### [What to do]
Copy every line of the records below where the word "StripeErrorResponse" occurs.

========================================================================

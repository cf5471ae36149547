use reqwest::{Client, Method, RequestBuilder, header::CONTENT_TYPE};
use secrecy::{ExposeSecret, SecretString};
use serde::{Deserialize, de::DeserializeOwned};

use crate::{
    app_error::{AppError, AppResult},
    infra::{config::ProviderConfig, http_client::try_build_client},
    params::Params,
};

/// Thin REST client for the provider API.
///
/// Entities come back as JSON on 2xx; anything else is decoded into
/// `AppError::Provider`. Network failures surface as `AppError::Transport` and
/// are never retried here.
#[derive(Clone)]
pub struct StripeClient {
    client: Client,
    api_base: String,
    secret_key: SecretString,
    api_version: String,
}

impl StripeClient {
    pub fn new(config: &ProviderConfig) -> Result<Self, reqwest::Error> {
        Ok(Self::with_client(try_build_client()?, config))
    }

    pub fn with_client(client: Client, config: &ProviderConfig) -> Self {
        Self {
            client,
            api_base: config.api_base.clone(),
            secret_key: config.secret_key.clone(),
            api_version: config.api_version.clone(),
        }
    }

    fn url(&self, path: &str) -> String {
        format!("{}/v1/{}", self.api_base, path.trim_start_matches('/'))
    }

    fn request(&self, method: Method, path: &str) -> RequestBuilder {
        self.client
            .request(method, self.url(path))
            .bearer_auth(self.secret_key.expose_secret())
            .header("Stripe-Version", &self.api_version)
    }

    // ========================================================================
    // Verbs
    // ========================================================================

    /// `GET /v1/{endpoint}/{id}`
    pub async fn get<T: DeserializeOwned>(&self, endpoint: &str, id: &str) -> AppResult<T> {
        self.get_with_query(&format!("{}/{}", endpoint, id), &[]).await
    }

    pub async fn get_with_query<T: DeserializeOwned>(
        &self,
        path: &str,
        query: &[(&str, &str)],
    ) -> AppResult<T> {
        let mut builder = self.request(Method::GET, path);
        if !query.is_empty() {
            builder = builder.query(query);
        }
        self.send(builder).await
    }

    /// `POST /v1/{path}` with the canonical form encoding of `params` as body.
    pub async fn post<T: DeserializeOwned>(&self, path: &str, params: &Params) -> AppResult<T> {
        let builder = self
            .request(Method::POST, path)
            .header(CONTENT_TYPE, "application/x-www-form-urlencoded")
            .body(params.encode());
        self.send(builder).await
    }

    // ========================================================================
    // Helpers
    // ========================================================================

    async fn send<T: DeserializeOwned>(&self, builder: RequestBuilder) -> AppResult<T> {
        let response = builder.send().await.map_err(|e| {
            tracing::warn!(error = %e, "Provider request failed");
            AppError::Transport(e.to_string())
        })?;
        self.handle_response(response).await
    }

    async fn handle_response<T: DeserializeOwned>(
        &self,
        response: reqwest::Response,
    ) -> AppResult<T> {
        let status = response.status();
        let body = response
            .text()
            .await
            .map_err(|e| AppError::Transport(format!("Failed to read response: {}", e)))?;

        if !status.is_success() {
            tracing::error!(status = %status, body = %body, "Provider API error");
            return Err(decode_error(status.as_u16(), &body));
        }

        serde_json::from_str(&body).map_err(|e| {
            tracing::error!(body = %body, error = %e, "Failed to parse provider response");
            AppError::Internal(format!("Failed to parse provider response: {}", e))
        })
    }
}

fn decode_error(status: u16, body: &str) -> AppError {
    match serde_json::from_str::<StripeErrorResponse>(body) {
        Ok(parsed) => AppError::Provider {
            status,
            message: parsed
                .error
                .message
                .unwrap_or_else(|| parsed.error.error_type.clone()),
            kind: parsed.error.error_type,
        },
        Err(_) => AppError::Provider {
            status,
            message: body.to_string(),
            kind: "api_error".to_string(),
        },
    }
}

#[derive(Debug, Deserialize)]
struct StripeErrorResponse {
    error: StripeError,
}

#[derive(Debug, Deserialize)]
struct StripeError {
    #[serde(rename = "type")]
    error_type: String,
    message: Option<String>,
}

========================================================================

### [Solution to this problem]
    match serde_json::from_str::<StripeErrorResponse>(body) {
struct StripeErrorResponse {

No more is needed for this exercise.